Lines before the one containing "pub mod users;" are to be skipped; reproduce that line and the rest of the records below exactly.
----- Task inputs
pub mod api_keys;
pub mod bulk_groups;
pub mod invoices;
pub mod organizations;
pub mod qr_code_scans;
pub mod qr_codes;
pub mod rate_limits;
pub mod subscriptions;
pub mod users;
pub mod webhook_events;
pub mod webhook_logs;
----------
### Final answer
pub mod users;
pub mod webhook_events;
pub mod webhook_logs;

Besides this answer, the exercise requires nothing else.